Exercise input: Begin
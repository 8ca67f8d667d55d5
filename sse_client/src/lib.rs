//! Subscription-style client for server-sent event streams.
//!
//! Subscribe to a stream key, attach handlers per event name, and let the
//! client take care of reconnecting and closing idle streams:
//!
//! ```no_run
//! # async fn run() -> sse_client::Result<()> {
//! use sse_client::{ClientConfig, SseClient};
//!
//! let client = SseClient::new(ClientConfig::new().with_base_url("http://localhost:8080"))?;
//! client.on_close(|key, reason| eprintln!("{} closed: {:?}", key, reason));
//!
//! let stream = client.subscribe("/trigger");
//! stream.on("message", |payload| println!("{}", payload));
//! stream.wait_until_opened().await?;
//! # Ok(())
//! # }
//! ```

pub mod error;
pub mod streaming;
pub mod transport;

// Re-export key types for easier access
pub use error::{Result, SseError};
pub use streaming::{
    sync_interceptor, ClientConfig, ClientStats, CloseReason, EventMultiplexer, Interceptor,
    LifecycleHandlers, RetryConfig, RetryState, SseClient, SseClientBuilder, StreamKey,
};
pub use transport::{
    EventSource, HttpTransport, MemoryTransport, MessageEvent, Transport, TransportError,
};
Exercise input: End
Exercise input: Begin
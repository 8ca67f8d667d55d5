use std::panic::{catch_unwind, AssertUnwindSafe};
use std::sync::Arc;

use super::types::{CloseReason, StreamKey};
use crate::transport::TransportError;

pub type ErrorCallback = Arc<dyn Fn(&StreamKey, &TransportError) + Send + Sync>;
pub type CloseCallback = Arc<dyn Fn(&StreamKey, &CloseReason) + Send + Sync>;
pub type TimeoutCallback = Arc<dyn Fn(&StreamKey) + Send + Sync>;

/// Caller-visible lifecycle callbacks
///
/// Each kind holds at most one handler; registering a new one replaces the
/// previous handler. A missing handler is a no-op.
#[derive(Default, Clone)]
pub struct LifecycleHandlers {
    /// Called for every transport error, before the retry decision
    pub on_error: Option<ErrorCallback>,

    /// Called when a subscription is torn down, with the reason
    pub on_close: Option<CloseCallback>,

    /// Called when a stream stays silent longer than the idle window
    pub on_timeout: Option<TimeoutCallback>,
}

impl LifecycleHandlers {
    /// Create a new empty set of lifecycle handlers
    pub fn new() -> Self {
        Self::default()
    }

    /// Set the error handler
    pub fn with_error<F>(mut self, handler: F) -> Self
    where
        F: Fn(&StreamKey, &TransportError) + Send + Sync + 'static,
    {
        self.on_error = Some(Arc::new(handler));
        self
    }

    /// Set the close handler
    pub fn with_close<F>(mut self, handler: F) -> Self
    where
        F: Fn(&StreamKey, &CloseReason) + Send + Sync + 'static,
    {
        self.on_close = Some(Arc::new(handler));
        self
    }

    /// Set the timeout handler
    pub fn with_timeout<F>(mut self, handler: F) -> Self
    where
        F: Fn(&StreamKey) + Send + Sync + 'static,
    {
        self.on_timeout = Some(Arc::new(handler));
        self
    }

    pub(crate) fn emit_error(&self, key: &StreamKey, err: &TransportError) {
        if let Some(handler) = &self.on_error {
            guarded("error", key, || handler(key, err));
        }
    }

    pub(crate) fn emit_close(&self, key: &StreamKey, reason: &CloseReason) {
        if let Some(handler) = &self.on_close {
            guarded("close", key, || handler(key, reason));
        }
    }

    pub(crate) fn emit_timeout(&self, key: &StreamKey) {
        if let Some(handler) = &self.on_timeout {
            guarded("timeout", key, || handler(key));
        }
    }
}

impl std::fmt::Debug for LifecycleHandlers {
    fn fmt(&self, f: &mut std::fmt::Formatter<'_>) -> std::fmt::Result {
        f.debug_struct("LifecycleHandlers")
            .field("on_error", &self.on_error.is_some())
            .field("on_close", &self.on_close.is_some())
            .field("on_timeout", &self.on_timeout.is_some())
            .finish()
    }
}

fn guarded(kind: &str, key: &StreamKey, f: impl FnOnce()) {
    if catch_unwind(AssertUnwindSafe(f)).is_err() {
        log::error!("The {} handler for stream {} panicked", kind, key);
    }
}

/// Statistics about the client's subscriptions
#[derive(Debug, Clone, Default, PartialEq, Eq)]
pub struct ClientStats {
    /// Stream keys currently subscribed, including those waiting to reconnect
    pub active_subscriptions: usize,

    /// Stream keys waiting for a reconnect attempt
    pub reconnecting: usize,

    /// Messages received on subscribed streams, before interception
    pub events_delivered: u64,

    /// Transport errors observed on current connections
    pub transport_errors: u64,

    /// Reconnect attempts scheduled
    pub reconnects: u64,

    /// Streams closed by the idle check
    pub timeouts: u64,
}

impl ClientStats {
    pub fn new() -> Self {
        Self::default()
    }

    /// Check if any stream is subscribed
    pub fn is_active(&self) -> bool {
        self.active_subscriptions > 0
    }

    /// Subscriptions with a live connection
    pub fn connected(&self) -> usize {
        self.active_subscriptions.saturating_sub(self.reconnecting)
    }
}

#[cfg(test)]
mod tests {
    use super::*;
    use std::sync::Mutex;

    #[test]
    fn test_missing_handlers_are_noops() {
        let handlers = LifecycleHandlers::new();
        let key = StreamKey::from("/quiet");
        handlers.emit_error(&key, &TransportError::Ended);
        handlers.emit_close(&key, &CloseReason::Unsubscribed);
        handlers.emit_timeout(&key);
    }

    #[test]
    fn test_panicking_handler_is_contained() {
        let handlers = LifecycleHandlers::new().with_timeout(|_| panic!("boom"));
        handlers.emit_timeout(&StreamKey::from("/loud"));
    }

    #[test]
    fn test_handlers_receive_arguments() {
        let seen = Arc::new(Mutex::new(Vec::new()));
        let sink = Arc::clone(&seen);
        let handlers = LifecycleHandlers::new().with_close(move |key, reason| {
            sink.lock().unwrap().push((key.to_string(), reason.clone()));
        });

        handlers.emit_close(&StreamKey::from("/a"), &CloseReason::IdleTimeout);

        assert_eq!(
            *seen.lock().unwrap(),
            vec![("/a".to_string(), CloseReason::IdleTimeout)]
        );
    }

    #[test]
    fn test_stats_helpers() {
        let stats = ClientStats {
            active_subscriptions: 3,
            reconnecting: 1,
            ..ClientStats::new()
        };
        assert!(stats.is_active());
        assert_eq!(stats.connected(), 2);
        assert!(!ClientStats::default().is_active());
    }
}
Exercise input: End
→ Aim of the task:
From the records above, quote only the lines running from the line with "pub(crate) fn emit_timeout(&self, key: &StreamKey)" to the line with "fn fmt(&self, f: &mut", both lines included.

→ Written reply:
    pub(crate) fn emit_timeout(&self, key: &StreamKey) {
        if let Some(handler) = &self.on_timeout {
            guarded("timeout", key, || handler(key));
        }
    }
}

impl std::fmt::Debug for LifecycleHandlers {
    fn fmt(&self, f: &mut std::fmt::Formatter<'_>) -> std::fmt::Result {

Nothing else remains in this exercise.